The records that follow must all be duplicated exactly.

------------

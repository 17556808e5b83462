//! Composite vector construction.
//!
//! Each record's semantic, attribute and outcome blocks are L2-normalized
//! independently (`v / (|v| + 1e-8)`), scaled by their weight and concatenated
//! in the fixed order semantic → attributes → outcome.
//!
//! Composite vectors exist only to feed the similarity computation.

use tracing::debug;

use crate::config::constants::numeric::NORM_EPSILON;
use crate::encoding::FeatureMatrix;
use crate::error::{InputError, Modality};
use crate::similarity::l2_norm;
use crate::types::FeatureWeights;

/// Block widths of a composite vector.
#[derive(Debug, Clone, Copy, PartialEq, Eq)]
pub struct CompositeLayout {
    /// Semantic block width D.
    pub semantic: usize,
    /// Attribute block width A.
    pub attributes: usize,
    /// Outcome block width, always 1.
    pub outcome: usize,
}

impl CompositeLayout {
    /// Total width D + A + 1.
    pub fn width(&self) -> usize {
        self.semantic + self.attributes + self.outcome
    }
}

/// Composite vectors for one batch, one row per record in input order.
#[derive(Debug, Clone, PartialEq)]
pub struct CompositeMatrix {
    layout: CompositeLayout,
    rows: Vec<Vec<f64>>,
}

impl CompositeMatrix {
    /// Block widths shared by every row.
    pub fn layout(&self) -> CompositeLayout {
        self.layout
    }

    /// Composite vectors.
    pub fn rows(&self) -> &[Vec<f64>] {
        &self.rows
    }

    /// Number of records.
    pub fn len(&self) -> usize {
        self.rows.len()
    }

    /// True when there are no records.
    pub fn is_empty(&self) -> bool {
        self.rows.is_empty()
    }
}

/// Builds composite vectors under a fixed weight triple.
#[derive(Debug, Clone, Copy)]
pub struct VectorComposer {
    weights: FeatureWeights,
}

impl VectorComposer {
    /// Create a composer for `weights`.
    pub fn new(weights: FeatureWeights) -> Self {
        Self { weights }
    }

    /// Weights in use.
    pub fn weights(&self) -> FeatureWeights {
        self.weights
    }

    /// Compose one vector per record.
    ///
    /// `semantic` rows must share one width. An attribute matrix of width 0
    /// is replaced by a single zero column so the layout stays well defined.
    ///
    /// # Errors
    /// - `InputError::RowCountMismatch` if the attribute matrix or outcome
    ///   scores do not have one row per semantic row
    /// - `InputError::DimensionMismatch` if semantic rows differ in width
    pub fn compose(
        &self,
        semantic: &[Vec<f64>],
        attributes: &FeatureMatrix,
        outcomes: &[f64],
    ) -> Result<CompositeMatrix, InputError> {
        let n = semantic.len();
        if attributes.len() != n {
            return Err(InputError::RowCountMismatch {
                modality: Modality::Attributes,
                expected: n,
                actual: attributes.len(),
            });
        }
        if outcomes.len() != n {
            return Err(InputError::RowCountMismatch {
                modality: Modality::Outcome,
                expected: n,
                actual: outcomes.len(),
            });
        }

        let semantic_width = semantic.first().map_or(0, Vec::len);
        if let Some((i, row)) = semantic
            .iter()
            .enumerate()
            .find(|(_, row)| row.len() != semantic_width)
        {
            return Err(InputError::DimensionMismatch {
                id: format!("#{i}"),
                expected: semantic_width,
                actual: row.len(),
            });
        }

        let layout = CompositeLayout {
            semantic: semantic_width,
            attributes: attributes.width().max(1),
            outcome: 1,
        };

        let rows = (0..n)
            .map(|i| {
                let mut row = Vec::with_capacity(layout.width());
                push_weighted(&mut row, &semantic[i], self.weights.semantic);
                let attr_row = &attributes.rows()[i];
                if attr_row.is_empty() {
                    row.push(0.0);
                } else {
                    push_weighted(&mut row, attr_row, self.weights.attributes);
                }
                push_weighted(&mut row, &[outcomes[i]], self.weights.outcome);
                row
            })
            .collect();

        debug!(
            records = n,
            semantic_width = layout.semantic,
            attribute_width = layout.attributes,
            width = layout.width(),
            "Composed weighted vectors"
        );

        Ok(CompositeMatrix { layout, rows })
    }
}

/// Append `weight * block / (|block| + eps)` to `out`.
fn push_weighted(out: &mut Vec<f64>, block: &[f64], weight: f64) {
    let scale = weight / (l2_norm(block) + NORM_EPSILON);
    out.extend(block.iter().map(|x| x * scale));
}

------------

▶ **PROBLEM SOLUTION**
repository 17556808e5b83462
//! Composite vector construction.
//!
//! Each record's semantic, attribute and outcome blocks are L2-normalized
//! independently (`v / (|v| + 1e-8)`), scaled by their weight and concatenated
//! in the fixed order semantic → attributes → outcome.
//!
//! Composite vectors exist only to feed the similarity computation.

use tracing::debug;

use crate::config::constants::numeric::NORM_EPSILON;
use crate::encoding::FeatureMatrix;
use crate::error::{InputError, Modality};
use crate::similarity::l2_norm;
use crate::types::FeatureWeights;

/// Block widths of a composite vector.
#[derive(Debug, Clone, Copy, PartialEq, Eq)]
pub struct CompositeLayout {
    /// Semantic block width D.
    pub semantic: usize,
    /// Attribute block width A.
    pub attributes: usize,
    /// Outcome block width, always 1.
    pub outcome: usize,
}

impl CompositeLayout {
    /// Total width D + A + 1.
    pub fn width(&self) -> usize {
        self.semantic + self.attributes + self.outcome
    }
}

/// Composite vectors for one batch, one row per record in input order.
#[derive(Debug, Clone, PartialEq)]
pub struct CompositeMatrix {
    layout: CompositeLayout,
    rows: Vec<Vec<f64>>,
}

impl CompositeMatrix {
    /// Block widths shared by every row.
    pub fn layout(&self) -> CompositeLayout {
        self.layout
    }

    /// Composite vectors.
    pub fn rows(&self) -> &[Vec<f64>] {
        &self.rows
    }

    /// Number of records.
    pub fn len(&self) -> usize {
        self.rows.len()
    }

    /// True when there are no records.
    pub fn is_empty(&self) -> bool {
        self.rows.is_empty()
    }
}

/// Builds composite vectors under a fixed weight triple.
#[derive(Debug, Clone, Copy)]
pub struct VectorComposer {
    weights: FeatureWeights,
}

impl VectorComposer {
    /// Create a composer for `weights`.
    pub fn new(weights: FeatureWeights) -> Self {
        Self { weights }
    }

    /// Weights in use.
    pub fn weights(&self) -> FeatureWeights {
        self.weights
    }

    /// Compose one vector per record.
    ///
    /// `semantic` rows must share one width. An attribute matrix of width 0
    /// is replaced by a single zero column so the layout stays well defined.
    ///
    /// # Errors
    /// - `InputError::RowCountMismatch` if the attribute matrix or outcome
    ///   scores do not have one row per semantic row
    /// - `InputError::DimensionMismatch` if semantic rows differ in width
    pub fn compose(
        &self,
        semantic: &[Vec<f64>],
        attributes: &FeatureMatrix,
        outcomes: &[f64],
    ) -> Result<CompositeMatrix, InputError> {
        let n = semantic.len();
        if attributes.len() != n {
            return Err(InputError::RowCountMismatch {
                modality: Modality::Attributes,
                expected: n,
                actual: attributes.len(),
            });
        }
        if outcomes.len() != n {
            return Err(InputError::RowCountMismatch {
                modality: Modality::Outcome,
                expected: n,
                actual: outcomes.len(),
            });
        }

        let semantic_width = semantic.first().map_or(0, Vec::len);
        if let Some((i, row)) = semantic
            .iter()
            .enumerate()
            .find(|(_, row)| row.len() != semantic_width)
        {
            return Err(InputError::DimensionMismatch {
                id: format!("#{i}"),
                expected: semantic_width,
                actual: row.len(),
            });
        }

        let layout = CompositeLayout {
            semantic: semantic_width,
            attributes: attributes.width().max(1),
            outcome: 1,
        };

        let rows = (0..n)
            .map(|i| {
                let mut row = Vec::with_capacity(layout.width());
                push_weighted(&mut row, &semantic[i], self.weights.semantic);
                let attr_row = &attributes.rows()[i];
                if attr_row.is_empty() {
                    row.push(0.0);
                } else {
                    push_weighted(&mut row, attr_row, self.weights.attributes);
                }
                push_weighted(&mut row, &[outcomes[i]], self.weights.outcome);
                row
            })
            .collect();

        debug!(
            records = n,
            semantic_width = layout.semantic,
            attribute_width = layout.attributes,
            width = layout.width(),
            "Composed weighted vectors"
        );

        Ok(CompositeMatrix { layout, rows })
    }
}

/// Append `weight * block / (|block| + eps)` to `out`.
fn push_weighted(out: &mut Vec<f64>, block: &[f64], weight: f64) {
    let scale = weight / (l2_norm(block) + NORM_EPSILON);
    out.extend(block.iter().map(|x| x * scale));
}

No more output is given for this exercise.